Morphological Changes, Cadherin Switching, and Growth Suppression in Pancreatic Cancer by GALNT6 Knockdown

Abstract

Pancreatic cancer reveals the worst prognosis among human cancers with little improvement in its clinical outcome in the last three decades. We previously suggested that polypeptide N-acetylgalactosaminyltransferase 6 (GALNT6), which catalyzes O-type glycosylation of Mucin 1, might be a promising molecular target for drug development for breast cancer. In this study, we report upregulation of GALNT6 in pancreatic cancer cells where Mucin proteins are highly O-glycosylated.
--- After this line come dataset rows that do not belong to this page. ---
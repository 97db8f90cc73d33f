use serde::{Deserialize, Serialize};

use crate::constants::DEFAULT_PAGE_SIZE;

/// `{page, size}` as sent by clients.
///
/// - `size == 0` uses [`DEFAULT_PAGE_SIZE`]
/// - `size < 0` means unlimited, and `page` is taken as a raw offset
/// - otherwise the offset is `page * size`
#[derive(Debug, Clone, Copy, Default, PartialEq, Eq, Serialize, Deserialize)]
pub struct Pagination {
    #[serde(default)]
    pub page: i64,
    #[serde(default)]
    pub size: i64,
}

impl Pagination {
    pub fn new(page: i64, size: i64) -> Self {
        Self { page, size }
    }

    pub fn unlimited() -> Self {
        Self { page: 0, size: -1 }
    }

    /// Saturates instead of overflowing on huge client-supplied pages.
    pub fn offset(&self) -> usize {
        let page = self.page.max(0);
        let offset = match self.size {
            s if s < 0 => page,
            0 => page.saturating_mul(DEFAULT_PAGE_SIZE),
            s => page.saturating_mul(s),
        };
        to_usize(offset)
    }

    /// `None` means no limit.
    pub fn limit(&self) -> Option<usize> {
        match self.size {
            s if s < 0 => None,
            0 => Some(to_usize(DEFAULT_PAGE_SIZE)),
            s => Some(to_usize(s)),
        }
    }
}

fn to_usize(n: i64) -> usize {
    usize::try_from(n).unwrap_or(usize::MAX)
}

#[cfg(test)]
mod tests {
    use super::*;

    #[test]
    fn test_default_size() {
        let p = Pagination::new(2, 0);
        assert_eq!(p.offset(), 20);
        assert_eq!(p.limit(), Some(10));
    }

    #[test]
    fn test_negative_size_is_raw_offset() {
        let p = Pagination::new(7, -1);
        assert_eq!(p.offset(), 7);
        assert_eq!(p.limit(), None);
    }

    #[test]
    fn test_explicit_size() {
        let p = Pagination::new(3, 25);
        assert_eq!(p.offset(), 75);
        assert_eq!(p.limit(), Some(25));
    }

    #[test]
    fn test_huge_page_saturates() {
        let p = Pagination::new(i64::MAX / 2, 10);
        assert_eq!(p.offset(), usize::try_from(i64::MAX).unwrap_or(usize::MAX));
        assert_eq!(p.limit(), Some(10));

        let p = Pagination::new(i64::MAX, 0);
        assert_eq!(p.offset(), usize::try_from(i64::MAX).unwrap_or(usize::MAX));
    }
}
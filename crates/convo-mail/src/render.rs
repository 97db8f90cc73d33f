//! Message bodies and plaintext for outbound email.

use maud::html;

use convo_shared::constants::{EMAIL_PREVIEW_CHARS, THREAD_EMAIL_CONTEXT};
use convo_store::Message;

/// Turns a message body into email-safe HTML with inline styles.
pub trait BodyRenderer: Send + Sync {
    fn render(&self, body: &str) -> String;
}

const PARAGRAPH_STYLE: &str = "margin:0 0 12px 0;font-size:15px;line-height:22px;color:#333333;";

/// Escapes the body, turns blank-line separated blocks into paragraphs and
/// single newlines into line breaks.
#[derive(Debug, Default, Clone)]
pub struct BasicRenderer;

impl BodyRenderer for BasicRenderer {
    fn render(&self, body: &str) -> String {
        let normalized = body.replace("\r\n", "\n");
        let paragraphs: Vec<Vec<&str>> = normalized
            .split("\n\n")
            .map(str::trim)
            .filter(|p| !p.is_empty())
            .map(|p| p.lines().collect())
            .collect();

        html! {
            @for lines in &paragraphs {
                p style=(PARAGRAPH_STYLE) {
                    @for (i, line) in lines.iter().enumerate() {
                        @if i > 0 { br; }
                        (line)
                    }
                }
            }
        }
        .into_string()
    }
}

fn first_name(message: &Message) -> &str {
    message
        .user
        .as_ref()
        .map(|u| u.first_name.as_str())
        .unwrap_or(convo_shared::constants::PLACEHOLDER_USER_NAME)
}

/// Plaintext for a thread email: the most recent messages, newest first.
/// `messages` must already be sorted newest first.
pub fn thread_plaintext(messages: &[Message]) -> String {
    messages
        .iter()
        .take(THREAD_EMAIL_CONTEXT)
        .map(|m| format!("{} said:\n\n{}\n\n", first_name(m), m.body))
        .collect()
}

/// Inbox preview line taken from the start of the plaintext.
pub fn preview(text: &str) -> String {
    let flat = text.split_whitespace().collect::<Vec<_>>().join(" ");
    flat.chars().take(EMAIL_PREVIEW_CHARS).collect()
}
We found that knockdown of GALNT6 with small interfering RNA in pancreatic cancer cells decreased the amount of Mucin 4 protein as well as that of its transcript, reduced the levels of human epidermal growth factor receptor 2 and extracellular signal–regulated kinase, and significantly reduced pancreatic cancer cell viability. Interestingly, knockdown of GALNT6 caused drastic morphological changes of pancreatic cells, accompanied with the cadherin switching from P-cadherin to E-cadherin. Considering important roles of Mucin 4 in growth and invasion, our findings imply that targeting GALNT6 is a very promising therapeutic strategy for treatment of pancreatic cancer patients who still have very limited treatment modalities.